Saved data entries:
┌──
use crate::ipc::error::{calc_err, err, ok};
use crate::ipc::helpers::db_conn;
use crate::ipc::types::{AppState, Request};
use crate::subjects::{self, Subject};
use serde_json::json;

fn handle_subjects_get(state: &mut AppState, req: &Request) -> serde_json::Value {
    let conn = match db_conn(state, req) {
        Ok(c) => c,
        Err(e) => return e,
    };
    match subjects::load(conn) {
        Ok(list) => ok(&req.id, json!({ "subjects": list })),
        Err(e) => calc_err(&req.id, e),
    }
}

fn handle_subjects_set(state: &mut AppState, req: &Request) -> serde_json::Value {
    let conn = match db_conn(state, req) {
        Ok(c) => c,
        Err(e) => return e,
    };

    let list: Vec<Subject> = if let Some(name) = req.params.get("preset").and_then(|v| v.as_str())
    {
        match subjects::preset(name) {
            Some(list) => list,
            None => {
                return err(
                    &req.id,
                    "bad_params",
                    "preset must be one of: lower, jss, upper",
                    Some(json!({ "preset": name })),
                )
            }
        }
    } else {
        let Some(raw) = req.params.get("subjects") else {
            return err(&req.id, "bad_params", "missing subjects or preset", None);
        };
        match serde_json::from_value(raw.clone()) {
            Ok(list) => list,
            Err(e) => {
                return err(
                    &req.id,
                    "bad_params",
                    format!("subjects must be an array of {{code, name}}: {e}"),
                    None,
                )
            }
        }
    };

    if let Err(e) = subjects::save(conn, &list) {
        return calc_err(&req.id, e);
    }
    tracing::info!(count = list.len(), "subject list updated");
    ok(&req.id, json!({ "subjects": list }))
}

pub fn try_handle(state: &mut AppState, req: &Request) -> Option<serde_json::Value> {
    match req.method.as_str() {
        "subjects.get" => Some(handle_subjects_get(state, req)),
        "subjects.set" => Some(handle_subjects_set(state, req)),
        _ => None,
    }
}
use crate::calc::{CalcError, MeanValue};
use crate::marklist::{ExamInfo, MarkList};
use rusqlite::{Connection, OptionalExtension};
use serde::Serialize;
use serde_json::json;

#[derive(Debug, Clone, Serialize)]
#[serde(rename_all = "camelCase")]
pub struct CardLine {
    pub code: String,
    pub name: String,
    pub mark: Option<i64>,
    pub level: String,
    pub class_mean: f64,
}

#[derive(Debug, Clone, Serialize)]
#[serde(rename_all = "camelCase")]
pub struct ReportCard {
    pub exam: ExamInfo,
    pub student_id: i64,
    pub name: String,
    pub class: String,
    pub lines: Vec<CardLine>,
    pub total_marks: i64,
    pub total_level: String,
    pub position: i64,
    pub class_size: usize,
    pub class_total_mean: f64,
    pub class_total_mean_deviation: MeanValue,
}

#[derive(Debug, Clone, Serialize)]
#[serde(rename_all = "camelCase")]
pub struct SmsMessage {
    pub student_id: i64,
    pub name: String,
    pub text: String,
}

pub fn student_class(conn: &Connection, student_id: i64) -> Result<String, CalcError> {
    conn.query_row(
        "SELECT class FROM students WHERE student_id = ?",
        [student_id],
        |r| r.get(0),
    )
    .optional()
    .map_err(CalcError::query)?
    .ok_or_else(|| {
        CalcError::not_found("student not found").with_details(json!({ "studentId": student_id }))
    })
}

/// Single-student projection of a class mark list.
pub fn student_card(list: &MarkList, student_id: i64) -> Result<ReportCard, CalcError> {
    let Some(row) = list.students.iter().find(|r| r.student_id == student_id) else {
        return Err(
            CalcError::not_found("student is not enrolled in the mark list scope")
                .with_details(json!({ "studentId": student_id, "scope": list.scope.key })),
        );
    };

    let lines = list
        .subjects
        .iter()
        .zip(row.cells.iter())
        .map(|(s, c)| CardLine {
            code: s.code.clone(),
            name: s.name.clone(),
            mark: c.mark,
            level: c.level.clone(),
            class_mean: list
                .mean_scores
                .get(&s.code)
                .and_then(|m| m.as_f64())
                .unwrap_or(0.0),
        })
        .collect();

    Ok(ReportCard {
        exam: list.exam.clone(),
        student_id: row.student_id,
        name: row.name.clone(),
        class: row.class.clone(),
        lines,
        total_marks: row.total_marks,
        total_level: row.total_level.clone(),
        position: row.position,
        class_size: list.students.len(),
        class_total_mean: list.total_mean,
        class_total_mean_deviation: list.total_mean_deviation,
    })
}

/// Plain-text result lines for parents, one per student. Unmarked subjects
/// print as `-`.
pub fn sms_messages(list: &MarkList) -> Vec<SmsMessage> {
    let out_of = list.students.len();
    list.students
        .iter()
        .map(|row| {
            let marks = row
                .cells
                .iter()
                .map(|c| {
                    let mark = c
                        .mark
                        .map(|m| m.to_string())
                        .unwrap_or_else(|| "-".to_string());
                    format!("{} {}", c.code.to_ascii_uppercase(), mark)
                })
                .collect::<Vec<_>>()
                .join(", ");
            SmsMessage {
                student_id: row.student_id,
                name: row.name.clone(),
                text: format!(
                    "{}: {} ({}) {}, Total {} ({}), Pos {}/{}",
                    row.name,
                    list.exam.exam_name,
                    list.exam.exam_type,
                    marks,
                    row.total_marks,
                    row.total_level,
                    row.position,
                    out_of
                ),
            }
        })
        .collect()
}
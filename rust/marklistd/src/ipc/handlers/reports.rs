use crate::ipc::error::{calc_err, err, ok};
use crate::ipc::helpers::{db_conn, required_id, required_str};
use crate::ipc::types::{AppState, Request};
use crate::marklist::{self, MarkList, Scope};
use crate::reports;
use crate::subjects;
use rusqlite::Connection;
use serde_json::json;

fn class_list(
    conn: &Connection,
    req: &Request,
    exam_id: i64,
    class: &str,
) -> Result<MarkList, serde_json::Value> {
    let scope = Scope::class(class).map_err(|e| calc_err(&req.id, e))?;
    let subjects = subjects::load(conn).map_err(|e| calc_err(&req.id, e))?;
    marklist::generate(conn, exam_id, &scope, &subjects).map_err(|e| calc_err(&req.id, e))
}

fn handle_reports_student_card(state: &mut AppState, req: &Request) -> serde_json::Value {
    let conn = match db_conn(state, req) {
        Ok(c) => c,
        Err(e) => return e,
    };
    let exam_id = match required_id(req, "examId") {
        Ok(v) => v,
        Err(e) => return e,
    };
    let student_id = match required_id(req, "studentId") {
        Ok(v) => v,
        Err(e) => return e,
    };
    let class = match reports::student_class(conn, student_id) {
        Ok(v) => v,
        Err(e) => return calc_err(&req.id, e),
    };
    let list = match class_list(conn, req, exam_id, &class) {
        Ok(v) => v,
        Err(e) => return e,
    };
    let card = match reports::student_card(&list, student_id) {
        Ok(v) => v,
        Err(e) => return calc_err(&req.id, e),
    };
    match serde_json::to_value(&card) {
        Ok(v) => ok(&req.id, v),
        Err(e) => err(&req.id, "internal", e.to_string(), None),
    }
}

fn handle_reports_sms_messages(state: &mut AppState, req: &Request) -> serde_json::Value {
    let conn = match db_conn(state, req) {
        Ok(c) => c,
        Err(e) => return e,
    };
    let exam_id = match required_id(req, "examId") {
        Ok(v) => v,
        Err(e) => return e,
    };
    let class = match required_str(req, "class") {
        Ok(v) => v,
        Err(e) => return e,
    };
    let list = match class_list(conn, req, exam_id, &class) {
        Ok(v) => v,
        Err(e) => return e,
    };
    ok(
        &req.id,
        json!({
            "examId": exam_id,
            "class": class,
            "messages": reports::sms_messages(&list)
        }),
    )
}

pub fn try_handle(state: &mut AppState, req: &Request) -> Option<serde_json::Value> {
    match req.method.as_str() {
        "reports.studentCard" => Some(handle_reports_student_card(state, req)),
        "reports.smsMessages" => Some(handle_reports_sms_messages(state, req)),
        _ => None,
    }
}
└──
Among the records above, how many lines carry the string "Request"? Reply with the number alone.

9